THE TASK:
Below is a listing. Write out exactly its lines between the one holding "repository a7220bd2d9678177" and the one holding "assert_eq!(selection.is_selected(&id), before);", inclusive.

-=-=-=-=-

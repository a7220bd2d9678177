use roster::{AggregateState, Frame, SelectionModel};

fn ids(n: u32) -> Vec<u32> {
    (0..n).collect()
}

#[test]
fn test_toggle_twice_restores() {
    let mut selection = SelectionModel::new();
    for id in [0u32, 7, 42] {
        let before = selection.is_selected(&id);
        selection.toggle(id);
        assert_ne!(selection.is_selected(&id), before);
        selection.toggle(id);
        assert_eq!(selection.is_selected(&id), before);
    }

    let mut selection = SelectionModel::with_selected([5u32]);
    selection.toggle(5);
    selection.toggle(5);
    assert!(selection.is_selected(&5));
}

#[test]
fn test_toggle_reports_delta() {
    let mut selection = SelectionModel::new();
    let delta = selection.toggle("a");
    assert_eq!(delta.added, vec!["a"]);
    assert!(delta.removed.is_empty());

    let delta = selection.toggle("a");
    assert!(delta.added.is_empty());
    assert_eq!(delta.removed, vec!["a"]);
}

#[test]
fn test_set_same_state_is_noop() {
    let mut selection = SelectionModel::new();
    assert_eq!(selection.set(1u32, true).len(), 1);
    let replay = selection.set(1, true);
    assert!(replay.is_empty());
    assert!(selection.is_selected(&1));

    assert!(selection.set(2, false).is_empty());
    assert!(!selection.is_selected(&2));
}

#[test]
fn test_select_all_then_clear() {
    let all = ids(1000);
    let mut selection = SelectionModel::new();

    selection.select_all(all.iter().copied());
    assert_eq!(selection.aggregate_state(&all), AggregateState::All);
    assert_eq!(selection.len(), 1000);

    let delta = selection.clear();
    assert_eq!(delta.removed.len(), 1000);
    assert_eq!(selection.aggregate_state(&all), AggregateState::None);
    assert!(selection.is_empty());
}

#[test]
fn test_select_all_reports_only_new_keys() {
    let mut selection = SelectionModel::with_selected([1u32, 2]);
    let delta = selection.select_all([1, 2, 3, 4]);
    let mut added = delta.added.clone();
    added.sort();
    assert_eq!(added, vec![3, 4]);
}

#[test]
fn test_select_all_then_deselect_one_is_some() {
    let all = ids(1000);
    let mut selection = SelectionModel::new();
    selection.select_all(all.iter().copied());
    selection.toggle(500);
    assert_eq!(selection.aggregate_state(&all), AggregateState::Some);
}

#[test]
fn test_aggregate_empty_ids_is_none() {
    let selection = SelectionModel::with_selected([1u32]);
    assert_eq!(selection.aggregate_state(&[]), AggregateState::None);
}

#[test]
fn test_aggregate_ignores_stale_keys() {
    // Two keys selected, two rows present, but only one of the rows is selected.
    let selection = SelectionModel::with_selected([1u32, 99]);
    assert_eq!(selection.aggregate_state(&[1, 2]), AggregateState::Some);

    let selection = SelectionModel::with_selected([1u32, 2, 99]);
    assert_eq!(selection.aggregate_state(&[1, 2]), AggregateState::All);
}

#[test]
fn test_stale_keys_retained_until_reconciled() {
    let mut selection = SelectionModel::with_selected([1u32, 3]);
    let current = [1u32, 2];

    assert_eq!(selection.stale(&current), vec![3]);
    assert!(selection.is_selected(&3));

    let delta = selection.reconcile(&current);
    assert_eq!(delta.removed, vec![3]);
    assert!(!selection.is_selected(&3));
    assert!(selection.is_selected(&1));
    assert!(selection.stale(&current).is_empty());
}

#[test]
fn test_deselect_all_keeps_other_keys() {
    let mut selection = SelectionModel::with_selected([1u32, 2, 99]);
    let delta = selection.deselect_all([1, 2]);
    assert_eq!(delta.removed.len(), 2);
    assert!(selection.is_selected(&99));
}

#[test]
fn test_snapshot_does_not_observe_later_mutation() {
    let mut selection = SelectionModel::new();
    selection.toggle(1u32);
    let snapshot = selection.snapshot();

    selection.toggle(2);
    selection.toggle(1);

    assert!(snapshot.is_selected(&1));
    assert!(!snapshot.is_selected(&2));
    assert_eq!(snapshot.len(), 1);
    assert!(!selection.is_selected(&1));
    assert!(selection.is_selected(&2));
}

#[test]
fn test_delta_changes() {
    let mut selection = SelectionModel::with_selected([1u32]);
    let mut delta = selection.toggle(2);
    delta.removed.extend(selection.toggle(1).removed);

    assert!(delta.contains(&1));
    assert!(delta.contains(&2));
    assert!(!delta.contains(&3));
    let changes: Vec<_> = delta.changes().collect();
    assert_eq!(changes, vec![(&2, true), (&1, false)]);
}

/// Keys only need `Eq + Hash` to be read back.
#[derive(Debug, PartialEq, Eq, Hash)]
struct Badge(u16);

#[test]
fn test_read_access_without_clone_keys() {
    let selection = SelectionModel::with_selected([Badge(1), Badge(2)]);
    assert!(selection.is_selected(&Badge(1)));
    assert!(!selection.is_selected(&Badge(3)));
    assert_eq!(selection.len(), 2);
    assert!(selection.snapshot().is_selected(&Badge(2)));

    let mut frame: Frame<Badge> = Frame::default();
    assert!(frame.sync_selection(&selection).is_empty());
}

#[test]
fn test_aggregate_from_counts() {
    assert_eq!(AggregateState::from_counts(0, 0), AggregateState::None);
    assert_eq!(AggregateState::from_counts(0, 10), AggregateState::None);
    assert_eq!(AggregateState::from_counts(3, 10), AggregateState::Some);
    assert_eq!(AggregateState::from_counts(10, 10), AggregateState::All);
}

-=-=-=-=-

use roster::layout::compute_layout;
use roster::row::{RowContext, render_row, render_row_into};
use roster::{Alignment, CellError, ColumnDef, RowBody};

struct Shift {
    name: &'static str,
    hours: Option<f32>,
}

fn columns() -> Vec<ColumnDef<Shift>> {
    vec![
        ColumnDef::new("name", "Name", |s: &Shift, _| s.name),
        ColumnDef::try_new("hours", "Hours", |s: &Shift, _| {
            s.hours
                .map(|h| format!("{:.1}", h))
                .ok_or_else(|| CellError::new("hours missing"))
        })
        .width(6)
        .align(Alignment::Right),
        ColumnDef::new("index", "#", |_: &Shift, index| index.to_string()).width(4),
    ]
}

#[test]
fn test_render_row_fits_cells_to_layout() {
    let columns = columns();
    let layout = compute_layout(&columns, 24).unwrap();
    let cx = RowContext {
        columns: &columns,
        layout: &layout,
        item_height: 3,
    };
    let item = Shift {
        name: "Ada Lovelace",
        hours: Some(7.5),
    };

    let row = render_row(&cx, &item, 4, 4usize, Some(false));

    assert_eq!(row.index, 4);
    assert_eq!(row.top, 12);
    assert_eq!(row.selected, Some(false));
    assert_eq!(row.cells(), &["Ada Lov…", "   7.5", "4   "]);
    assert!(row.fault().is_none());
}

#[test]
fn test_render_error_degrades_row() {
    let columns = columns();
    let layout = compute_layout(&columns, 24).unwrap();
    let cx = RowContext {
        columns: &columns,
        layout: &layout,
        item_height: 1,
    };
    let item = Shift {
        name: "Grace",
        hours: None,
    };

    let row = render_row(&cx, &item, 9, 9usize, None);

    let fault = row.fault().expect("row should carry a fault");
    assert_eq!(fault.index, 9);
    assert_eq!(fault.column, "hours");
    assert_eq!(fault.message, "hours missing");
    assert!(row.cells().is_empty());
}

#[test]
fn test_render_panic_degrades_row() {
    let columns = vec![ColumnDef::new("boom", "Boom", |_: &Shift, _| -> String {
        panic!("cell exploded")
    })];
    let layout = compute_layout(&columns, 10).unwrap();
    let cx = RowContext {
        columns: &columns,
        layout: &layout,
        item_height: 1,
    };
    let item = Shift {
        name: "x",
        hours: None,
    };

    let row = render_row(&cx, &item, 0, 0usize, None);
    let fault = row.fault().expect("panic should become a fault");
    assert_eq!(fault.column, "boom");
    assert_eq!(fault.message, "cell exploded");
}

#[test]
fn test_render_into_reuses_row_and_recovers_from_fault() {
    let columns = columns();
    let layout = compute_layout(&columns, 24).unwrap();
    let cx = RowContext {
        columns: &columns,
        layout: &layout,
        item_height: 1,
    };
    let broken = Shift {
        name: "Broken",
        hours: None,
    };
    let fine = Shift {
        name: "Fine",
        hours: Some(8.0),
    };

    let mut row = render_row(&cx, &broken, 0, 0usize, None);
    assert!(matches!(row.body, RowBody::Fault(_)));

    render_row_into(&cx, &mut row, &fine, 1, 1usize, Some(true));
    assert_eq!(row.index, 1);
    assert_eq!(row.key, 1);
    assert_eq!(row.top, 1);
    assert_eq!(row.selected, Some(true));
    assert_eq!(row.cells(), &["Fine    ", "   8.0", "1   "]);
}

-=-=-=-=-

TASK RESULT:
repository a7220bd2d9678177
use roster::{AggregateState, Frame, SelectionModel};

fn ids(n: u32) -> Vec<u32> {
    (0..n).collect()
}

#[test]
fn test_toggle_twice_restores() {
    let mut selection = SelectionModel::new();
    for id in [0u32, 7, 42] {
        let before = selection.is_selected(&id);
        selection.toggle(id);
        assert_ne!(selection.is_selected(&id), before);
        selection.toggle(id);
        assert_eq!(selection.is_selected(&id), before);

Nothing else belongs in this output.